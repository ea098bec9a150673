use anyhow::{Context, Result};

use super::DirectoryStore;

impl DirectoryStore {
    /// Add one warning for a user and return the new total.
    /// Insert and read happen under one lock, so concurrent callers see
    /// distinct counts.
    pub async fn add_warning(&self, user_id: u64) -> Result<u32> {
        let conn = self.conn.lock().await;
        conn.execute(
            "INSERT INTO warnings (user_id, count) VALUES (?1, 1)
             ON CONFLICT(user_id) DO UPDATE SET count = count + 1",
            rusqlite::params![user_id as i64],
        )
        .with_context(|| format!("Failed to add warning for user {}", user_id))?;

        let count: i64 = conn
            .query_row(
                "SELECT count FROM warnings WHERE user_id = ?1",
                rusqlite::params![user_id as i64],
                |row| row.get(0),
            )
            .with_context(|| format!("Failed to read warnings for user {}", user_id))?;

        u32::try_from(count).context("Warning count out of range")
    }

    pub async fn clear_warnings(&self, user_id: u64) -> Result<()> {
        let conn = self.conn.lock().await;
        conn.execute(
            "INSERT INTO warnings (user_id, count) VALUES (?1, 0)
             ON CONFLICT(user_id) DO UPDATE SET count = 0",
            rusqlite::params![user_id as i64],
        )
        .with_context(|| format!("Failed to reset warnings for user {}", user_id))?;
        Ok(())
    }
}
use anyhow::{Context, Result};
use serde::Deserialize;
use std::path::{Path, PathBuf};
use std::time::Duration;

#[derive(Debug, Deserialize, Clone)]
pub struct Config {
    #[serde(default = "default_environment")]
    pub environment: String,
    pub telegram: TelegramConfig,
    #[serde(default)]
    pub server: ServerConfig,
    #[serde(default)]
    pub directory: DirectoryConfig,
    #[serde(default)]
    pub moderation: ModerationConfig,
}

#[derive(Debug, Deserialize, Clone)]
pub struct TelegramConfig {
    pub bot_token: String,
    /// Override for the Bot API base URL (local Bot API server, test doubles)
    #[serde(default)]
    pub api_url: Option<String>,
    #[serde(default = "default_request_timeout_secs")]
    pub request_timeout_secs: u64,
}

#[derive(Debug, Deserialize, Clone)]
pub struct ServerConfig {
    #[serde(default = "default_ip")]
    pub ip: String,
    #[serde(default = "default_port")]
    pub port: u16,
    /// Upper bound on reading, handling and answering one webhook request
    #[serde(default = "default_request_timeout_secs")]
    pub request_timeout_secs: u64,
}

impl Default for ServerConfig {
    fn default() -> Self {
        Self {
            ip: default_ip(),
            port: default_port(),
            request_timeout_secs: default_request_timeout_secs(),
        }
    }
}

#[derive(Debug, Deserialize, Clone, Default)]
pub struct DirectoryConfig {
    /// Defaults to `modbot-<environment>.db`
    #[serde(default)]
    pub database_path: Option<PathBuf>,
}

#[derive(Debug, Deserialize, Clone)]
pub struct ModerationConfig {
    /// Warnings after which a user should be banned. Enforced outside the bot.
    #[serde(default = "default_warning_limit")]
    pub warning_limit: u32,
}

impl Default for ModerationConfig {
    fn default() -> Self {
        Self {
            warning_limit: default_warning_limit(),
        }
    }
}

fn default_environment() -> String {
    "dev".to_string()
}

fn default_request_timeout_secs() -> u64 {
    30
}

fn default_ip() -> String {
    "127.0.0.1".to_string()
}

fn default_port() -> u16 {
    3000
}

fn default_warning_limit() -> u32 {
    3
}

impl Config {
    pub fn load(path: &Path) -> Result<Self> {
        let content = std::fs::read_to_string(path)
            .with_context(|| format!("Failed to read config file: {}", path.display()))?;
        let config: Config = toml::from_str(&content)
            .with_context(|| format!("Failed to parse config file: {}", path.display()))?;
        config.validate()?;
        Ok(config)
    }

    /// Build the configuration from environment variables.
    pub fn from_env() -> Result<Self> {
        Self::from_lookup(|key| std::env::var(key).ok())
    }

    fn from_lookup(lookup: impl Fn(&str) -> Option<String>) -> Result<Self> {
        let var = |key: &str| lookup(key).filter(|v| !v.trim().is_empty());

        let port = match var("WEBSERVER_PORT") {
            Some(p) => p
                .parse()
                .with_context(|| format!("Invalid WEBSERVER_PORT: {}", p))?,
            None => default_port(),
        };
        let request_timeout_secs = match var("TELEGRAM_TIMEOUT") {
            Some(t) => t
                .parse()
                .with_context(|| format!("Invalid TELEGRAM_TIMEOUT: {}", t))?,
            None => default_request_timeout_secs(),
        };
        let server_timeout_secs = match var("WEBSERVER_TIMEOUT") {
            Some(t) => t
                .parse()
                .with_context(|| format!("Invalid WEBSERVER_TIMEOUT: {}", t))?,
            None => default_request_timeout_secs(),
        };
        let warning_limit = match var("WARNING_LIMIT") {
            Some(w) => w
                .parse()
                .with_context(|| format!("Invalid WARNING_LIMIT: {}", w))?,
            None => default_warning_limit(),
        };

        let config = Config {
            environment: var("ENVIRONMENT").unwrap_or_else(default_environment),
            telegram: TelegramConfig {
                bot_token: var("TELEGRAM_TOKEN").unwrap_or_default(),
                api_url: var("TELEGRAM_API_URL"),
                request_timeout_secs,
            },
            server: ServerConfig {
                ip: var("WEBSERVER_IP").unwrap_or_else(default_ip),
                port,
                request_timeout_secs: server_timeout_secs,
            },
            directory: DirectoryConfig {
                database_path: var("DATABASE_PATH").map(PathBuf::from),
            },
            moderation: ModerationConfig { warning_limit },
        };
        config.validate()?;
        Ok(config)
    }

    fn validate(&self) -> Result<()> {
        if self.telegram.bot_token.trim().is_empty() {
            anyhow::bail!("Telegram bot token is required");
        }
        if self.server.request_timeout_secs == 0 {
            anyhow::bail!("server.request_timeout_secs must be at least 1");
        }
        Ok(())
    }

    /// Effective directory database path
    pub fn database_path(&self) -> PathBuf {
        self.directory
            .database_path
            .clone()
            .unwrap_or_else(|| PathBuf::from(format!("modbot-{}.db", self.environment)))
    }

    pub fn server_addr(&self) -> String {
        format!("{}:{}", self.server.ip, self.server.port)
    }

    pub fn server_timeout(&self) -> Duration {
        Duration::from_secs(self.server.request_timeout_secs)
    }
}

/// Hide a secret when logging it
pub fn redact(secret: &str) -> &'static str {
    if secret.len() < 2 {
        "RD"
    } else {
        "REDACTED"
    }
}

▸ YOUR OBJECTIVE: State how many lines of the records above contain the word "match", giving only that number.

▸ ANSWER FOR THIS EXERCISE: 4